Methods: We surveyed medical ICU directors in U.S. teaching hospitals about protocol availability in three areas of mechanical ventilation management: ventilation liberation, lung-protective ventilation and sedation management. We linked program responses on this survey to each trainee’s results on the 2008 and 2009 ABIM Critical Care Medicine Certification Examination. Programs were classified a priori as either high-intensity protocol programs (≥ 2 of the 3 clinical protocols) or low-intensity protocol programs (<2 protocols). Our primary outcome of interest was performance on the mechanical ventilation questions of the corresponding year’s ABIM examination, estimated as a standardized ability score derived using item-response theory.

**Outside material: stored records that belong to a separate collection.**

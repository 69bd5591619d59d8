use std::fs;
use std::path::Path;
use std::str::FromStr;
use std::time::Duration;

use anyhow::{Context, bail};
use log::LevelFilter;
use mac_address::MacAddress;
use serde::Deserializer;
use serde_derive::Deserialize;

#[derive(Deserialize, Debug, Clone)]
pub struct AppConfig {
    #[serde(default, deserialize_with = "level_filter")]
    pub log_level: Option<LevelFilter>,
    pub pins: PinConfig,
    pub buttons: Option<ButtonConfig>,
    pub cover: Option<CoverConfig>,
    pub remote: Option<RemoteConfig>,
    pub proximity: Option<ProximityConfig>,
    pub scan: Option<ScanConfig>,
}

/// BCM line numbers.
#[derive(Deserialize, Debug, Clone)]
pub struct PinConfig {
    pub outdoor_button: u8,
    pub indoor_button: Option<u8>,
    pub lock_button: Option<u8>,
    pub cover_led: u8,
    pub lock_led: Option<u8>,
    pub tracking_led: Option<u8>,
    pub run_led: Option<u8>,
}

#[derive(Deserialize, Debug, Default, Clone)]
pub struct ButtonConfig {
    pub debounce_ms: Option<u64>,
    pub queue_depth: Option<usize>,
}

#[derive(Deserialize, Debug, Default, Clone, Copy, PartialEq, Eq)]
#[serde(rename_all = "lowercase")]
pub enum CoverPolicy {
    /// Read the live state from the remote service on every press
    #[default]
    Remote,
    /// Mirror the indicator locally, gate opening on proximity
    Local,
}

#[derive(Deserialize, Debug, Default, Clone)]
pub struct CoverConfig {
    pub policy: Option<CoverPolicy>,
}

#[derive(Deserialize, Debug, Clone)]
pub struct RemoteConfig {
    pub url: String,
    pub token: String,
    pub entity_id: String,
    pub service_domain: Option<String>,
    pub on_state: Option<String>,
    pub timeout_seconds: Option<u64>,
}

impl RemoteConfig {
    pub fn service_domain(&self) -> &str {
        self.service_domain.as_deref().unwrap_or("input_boolean")
    }

    pub fn on_state(&self) -> &str {
        self.on_state.as_deref().unwrap_or("on")
    }

    pub fn timeout(&self) -> Duration {
        Duration::from_secs(self.timeout_seconds.unwrap_or(10))
    }
}

#[derive(Deserialize, Debug, Clone)]
pub enum Manufacturer {
    Apple,
    Google,
}

impl Manufacturer {
    /// https://bitbucket.org/bluetooth-SIG/public/src/main/assigned_numbers/company_identifiers/company_identifiers.yaml
    pub fn company_ids(&self) -> Vec<u16> {
        match self {
            Manufacturer::Apple => vec![0x004C],
            Manufacturer::Google => vec![0x018E, 0x00E0],
        }
    }
}

#[derive(Deserialize, Debug, Default, Clone, Copy, PartialEq, Eq)]
#[serde(rename_all = "lowercase")]
pub enum ScanMode {
    /// Drive the tracking state machine
    #[default]
    Track,
    /// Log qualifying devices only
    Discovery,
}

#[derive(Deserialize, Debug, Default, Clone)]
pub struct ProximityConfig {
    pub mode: Option<ScanMode>,
    pub manufacturer: Option<Manufacturer>,
    pub address: Option<MacAddress>,
    pub rssi_floor: Option<i16>,
    pub timeout_ms: Option<u64>,
}

#[derive(Deserialize, Debug, Default, Clone)]
pub struct ScanConfig {
    pub duration_ms: Option<u64>,
    pub interval_us: Option<u32>,
    pub window_us: Option<u32>,
    pub active: Option<bool>,
    pub yield_ms: Option<u64>,
}

impl AppConfig {
    pub fn load(path: &Path) -> anyhow::Result<Self> {
        let contents = fs::read_to_string(path)
            .with_context(|| format!("reading config file {}", path.display()))?;
        let config: AppConfig = toml::de::from_str(&contents)
            .with_context(|| format!("parsing config file {}", path.display()))?;
        config.validate()?;
        Ok(config)
    }

    pub fn validate(&self) -> anyhow::Result<()> {
        if self.cover_policy() == CoverPolicy::Remote && self.remote.is_none() {
            bail!("cover policy \"remote\" needs a [remote] section");
        }
        let buttons = self.buttons.clone().unwrap_or_default();
        if buttons.queue_depth == Some(0) {
            bail!("buttons.queue_depth must be at least 1");
        }
        let scan = self.scan.clone().unwrap_or_default();
        let duration_ms = scan.duration_ms.unwrap_or(DEFAULT_SCAN_DURATION_MS);
        let yield_ms = scan.yield_ms.unwrap_or(DEFAULT_SCAN_YIELD_MS);
        if yield_ms == 0 || yield_ms >= duration_ms {
            bail!("scan.yield_ms must be at least 1 and below scan.duration_ms ({duration_ms})");
        }
        let interval_us = scan.interval_us.unwrap_or(DEFAULT_SCAN_INTERVAL_US);
        if scan.window_us.unwrap_or(DEFAULT_SCAN_WINDOW_US) > interval_us {
            bail!("scan.window_us must not exceed scan.interval_us");
        }
        Ok(())
    }

    pub fn cover_policy(&self) -> CoverPolicy {
        self.cover
            .as_ref()
            .and_then(|c| c.policy)
            .unwrap_or_default()
    }
}

pub const DEFAULT_DEBOUNCE_MS: u64 = 500;
pub const DEFAULT_QUEUE_DEPTH: usize = 8;
pub const DEFAULT_RSSI_FLOOR: i16 = -35;
pub const DEFAULT_TRACKING_TIMEOUT_MS: u64 = 5000;
pub const DEFAULT_SCAN_DURATION_MS: u64 = 1000;
pub const DEFAULT_SCAN_INTERVAL_US: u32 = 30_000;
pub const DEFAULT_SCAN_WINDOW_US: u32 = 30_000;
pub const DEFAULT_SCAN_YIELD_MS: u64 = 100;

fn level_filter<'de, D>(deserializer: D) -> Result<Option<LevelFilter>, D::Error>
where
    D: Deserializer<'de>,
{
    let level: Option<String> = serde::Deserialize::deserialize(deserializer)?;
    level
        .map(|l| LevelFilter::from_str(&l).map_err(serde::de::Error::custom))
        .transpose()
}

We used trainee-level linear regression and generalized estimating equations to estimate the relationship between training in a high-intensity protocol program and mechanical ventilation score, adjusting for birth country, medical school country and overall equated first-attempt score on their prior ABIM Internal Medicine Certification Examination.

Results: Of 129 training programs, 90 (70%) responded. Seventy-seven (86%) had protocols for ventilation liberation, 66 (73%) had protocols for sedation, and 54 (60%) had protocols for lung-protective ventilation. Of these programs, 27 (31%) had zero, 19 (22%) had one, 24 (27%) had two, and 18 (20%) had three protocols for at least three years. Therefore, 42 (47%) programs were classified as high-intensity and 46 (53%) as low-intensity, with 304 (55%) and 249 (45%) trainees respectively. A total of 553 examinees from 88 of these programs took the ABIM Critical Care Medicine Certification Exam in 2008 and 2009. In univariate analyses, there was no difference in mechanical ventilation scores in high-protocol compared to low-protocol programs (mean score: 497 ± 6 vs. 497 ± 5; difference in means=0; p=0.995). In multivariable analyses, there was no significant association of training in a high-protocol program with score (adjusted mean difference -5.36; p=0.495). The results were similar in a sensitivity analysis in which we defined protocol availability as a more flexible categorical variable (for 0, 1, 2 or 3 available protocols).

Conclusions: The availability of clinical protocols is not associated with differences in trainee knowledge about mechanical ventilation management. Based on these data, protocols should not be viewed as a barrier to effective mechanical ventilation education.